The number of Cistercian houses in Ireland grew rapidly after the foundation of Mellifont in 1142, and by the opening years of the following century there was hardly a corner of Ireland into which the Cistercian Order had not penetrated. Probably as a result of the country’s monastic heritage, the Irish character and temperament adapted without difficulty to the Cistercian spirit, observance and outlook. The monks identified closely with the people of the localities around their monasteries. Their orientation towards agriculture and pastoral activities pleased the people very much. The austerity of Cistercian practices, too, was reminiscent of the old traditional, native asceticism. At any rate, the Order naturalised itself at once in the island, and as long as the original rigour and fervour were maintained it flourished, and the number of abbeys grew.

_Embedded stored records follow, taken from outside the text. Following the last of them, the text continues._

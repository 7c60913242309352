mod auth;
mod body;
mod buffer_pool;
mod config;
mod connection;
mod decoy;
mod dispatch;
mod forward;
mod headers;
mod proxy_protocol;
mod server;
mod stream;
mod tls;
mod tunnel;

#[cfg(test)]
mod test_support;

use crate::config::{Cli, ProxyConfig};
use crate::server::{drain, ProxyServer, SHUTDOWN_GRACE};
use clap::Parser;
use color_eyre::eyre::{Result, WrapErr};
use std::sync::Arc;
use tokio::net::TcpListener;
use tokio::signal;
use tracing::{error, info, warn};
use tracing_subscriber::EnvFilter;

#[tokio::main]
async fn main() -> Result<()> {
    let filter =
        EnvFilter::try_from_default_env().unwrap_or_else(|_| EnvFilter::new("decoy_proxy=info"));
    tracing_subscriber::fmt().with_env_filter(filter).init();
    color_eyre::install()?;

    let args = Cli::parse();
    let config = Arc::new(ProxyConfig::from_cli(&args)?);

    let server = ProxyServer::new(Arc::clone(&config))?;
    let sessions = server.sessions();

    let listener = TcpListener::bind(config.listen_addr.as_str())
        .await
        .wrap_err_with(|| format!("Failed to listen on {}", config.listen_addr))?;

    info!(
        "Listening on {}, upstream to {}.",
        config.listen_addr, config.upstream_addr
    );
    if config.tls.is_some() {
        info!("TLS enabled, offering h2 and http/1.1");
    }
    if config.auth.is_empty() {
        warn!("No proxy identities configured, all traffic goes to the decoy");
    } else {
        info!("{} proxy identities loaded", config.auth.len());
    }

    // Graceful shutdown signal handling
    let shutdown = async {
        if let Err(e) = signal::ctrl_c().await {
            error!("Failed to listen for CTRL+C: {}", e);
            std::future::pending::<()>().await;
        }
    };

    server.run(listener, shutdown).await;
    drain(&sessions, SHUTDOWN_GRACE).await;
    info!("Server shutdown complete");

    Ok(())
}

When the Normans arrived in the country in 1169, ten Irish Cistercian monasteries had already been established. Most of the other abbeys that post-dated the Norman landing were founded from these pre-Norman houses. Some of the more prominent abbeys were, however, of Norman-British affiliation, such as the two County Wexford abbeys of Dunbrody and Tintern, the County Kilkenny abbey of Duiske (Graiguenamanagh) and Owney Abbey in County Limerick. Also, a few of the Irish abbeys, including Saint Mary’s, Dublin, which had been in existence before the Norman invasion, finding themselves later in the centre of the British sphere of influence, became anglicised, and remained so until the monastic suppressions in the sixteenth century.